*** Opening of Raw data ***
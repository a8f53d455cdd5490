use chrono::Utc;
use oauth2::{
    basic::{BasicClient, BasicErrorResponse, BasicTokenResponse},
    url::Url,
    AuthUrl, AuthorizationCode, ClientId, RedirectUrl, RefreshToken, RequestTokenError,
};
use serde::Deserialize;

use crate::{
    http::{oauth_http_client, HttpClient},
    AuthError, Error, Token,
};

pub fn authorize_url(
    authorize_url: &AuthUrl,
    client_id: &ClientId,
    redirect_url: &RedirectUrl,
) -> Url {
    let mut url = authorize_url.url().clone();
    url.query_pairs_mut()
        .append_pair("client_id", client_id.as_str())
        .append_pair("response_type", "code")
        .append_pair("redirect_uri", redirect_url.as_str());
    url
}

pub async fn exchange_code(
    oauth_client: &BasicClient,
    http: &dyn HttpClient,
    code: String,
) -> Result<Token, AuthError> {
    let response = oauth_client
        .exchange_code(AuthorizationCode::new(code))
        .request_async(|request| oauth_http_client(http, request))
        .await
        .map_err(|e| auth_error(e, AuthError::InvalidCode))?;

    into_token(response, None)
}

pub async fn refresh_token(
    oauth_client: &BasicClient,
    http: &dyn HttpClient,
    redirect_url: &RedirectUrl,
    token: &Token,
) -> Result<Token, AuthError> {
    let refresh_token = RefreshToken::new(token.refresh_token.clone());
    let response = oauth_client
        .exchange_refresh_token(&refresh_token)
        .add_extra_param("redirect_uri", redirect_url.to_string())
        .request_async(|request| oauth_http_client(http, request))
        .await
        .map_err(|e| auth_error(e, AuthError::InvalidRefreshToken))?;

    into_token(response, Some(&token.refresh_token))
}

fn auth_error(
    e: RequestTokenError<Error, BasicErrorResponse>,
    rejected: fn(String) -> AuthError,
) -> AuthError {
    match e {
        RequestTokenError::ServerResponse(response) => rejected(format!("{response}")),
        RequestTokenError::Request(Error::Network(e)) => AuthError::NetworkFailure(e),
        RequestTokenError::Request(e) => AuthError::NetworkFailure(format!("{e}")),
        RequestTokenError::Parse(e, _) => AuthError::Malformed(format!("{e}")),
        RequestTokenError::Other(e) => AuthError::Malformed(e),
    }
}

#[derive(Debug, Deserialize)]
struct TokenFields {
    token_type: String,
    access_token: String,
    refresh_token: Option<String>,
    expires_in: Option<i64>,
}

fn into_token(
    response: BasicTokenResponse,
    previous_refresh_token: Option<&str>,
) -> Result<Token, AuthError> {
    let value =
        serde_json::to_value(&response).map_err(|e| AuthError::Malformed(format!("{e}")))?;
    let fields: TokenFields =
        serde_json::from_value(value).map_err(|e| AuthError::Malformed(format!("{e}")))?;

    let refresh_token = fields
        .refresh_token
        .or_else(|| previous_refresh_token.map(|t| t.to_string()))
        .ok_or_else(|| AuthError::Malformed("no refresh token".to_string()))?;

    Ok(Token {
        token_type: fields.token_type,
        expires_in: fields.expires_in.unwrap_or(0),
        access_token: fields.access_token,
        refresh_token,
        created_at: Utc::now().timestamp(),
    })
}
*** Close of Raw data ***
# [Work order]
Retype all the data verbatim.

# [Response area]
repository a8f53d455cdd5490
use chrono::Utc;
use oauth2::{
    basic::{BasicClient, BasicErrorResponse, BasicTokenResponse},
    url::Url,
    AuthUrl, AuthorizationCode, ClientId, RedirectUrl, RefreshToken, RequestTokenError,
};
use serde::Deserialize;

use crate::{
    http::{oauth_http_client, HttpClient},
    AuthError, Error, Token,
};

pub fn authorize_url(
    authorize_url: &AuthUrl,
    client_id: &ClientId,
    redirect_url: &RedirectUrl,
) -> Url {
    let mut url = authorize_url.url().clone();
    url.query_pairs_mut()
        .append_pair("client_id", client_id.as_str())
        .append_pair("response_type", "code")
        .append_pair("redirect_uri", redirect_url.as_str());
    url
}

pub async fn exchange_code(
    oauth_client: &BasicClient,
    http: &dyn HttpClient,
    code: String,
) -> Result<Token, AuthError> {
    let response = oauth_client
        .exchange_code(AuthorizationCode::new(code))
        .request_async(|request| oauth_http_client(http, request))
        .await
        .map_err(|e| auth_error(e, AuthError::InvalidCode))?;

    into_token(response, None)
}

pub async fn refresh_token(
    oauth_client: &BasicClient,
    http: &dyn HttpClient,
    redirect_url: &RedirectUrl,
    token: &Token,
) -> Result<Token, AuthError> {
    let refresh_token = RefreshToken::new(token.refresh_token.clone());
    let response = oauth_client
        .exchange_refresh_token(&refresh_token)
        .add_extra_param("redirect_uri", redirect_url.to_string())
        .request_async(|request| oauth_http_client(http, request))
        .await
        .map_err(|e| auth_error(e, AuthError::InvalidRefreshToken))?;

    into_token(response, Some(&token.refresh_token))
}

fn auth_error(
    e: RequestTokenError<Error, BasicErrorResponse>,
    rejected: fn(String) -> AuthError,
) -> AuthError {
    match e {
        RequestTokenError::ServerResponse(response) => rejected(format!("{response}")),
        RequestTokenError::Request(Error::Network(e)) => AuthError::NetworkFailure(e),
        RequestTokenError::Request(e) => AuthError::NetworkFailure(format!("{e}")),
        RequestTokenError::Parse(e, _) => AuthError::Malformed(format!("{e}")),
        RequestTokenError::Other(e) => AuthError::Malformed(e),
    }
}

#[derive(Debug, Deserialize)]
struct TokenFields {
    token_type: String,
    access_token: String,
    refresh_token: Option<String>,
    expires_in: Option<i64>,
}

fn into_token(
    response: BasicTokenResponse,
    previous_refresh_token: Option<&str>,
) -> Result<Token, AuthError> {
    let value =
        serde_json::to_value(&response).map_err(|e| AuthError::Malformed(format!("{e}")))?;
    let fields: TokenFields =
        serde_json::from_value(value).map_err(|e| AuthError::Malformed(format!("{e}")))?;

    let refresh_token = fields
        .refresh_token
        .or_else(|| previous_refresh_token.map(|t| t.to_string()))
        .ok_or_else(|| AuthError::Malformed("no refresh token".to_string()))?;

    Ok(Token {
        token_type: fields.token_type,
        expires_in: fields.expires_in.unwrap_or(0),
        access_token: fields.access_token,
        refresh_token,
        created_at: Utc::now().timestamp(),
    })
}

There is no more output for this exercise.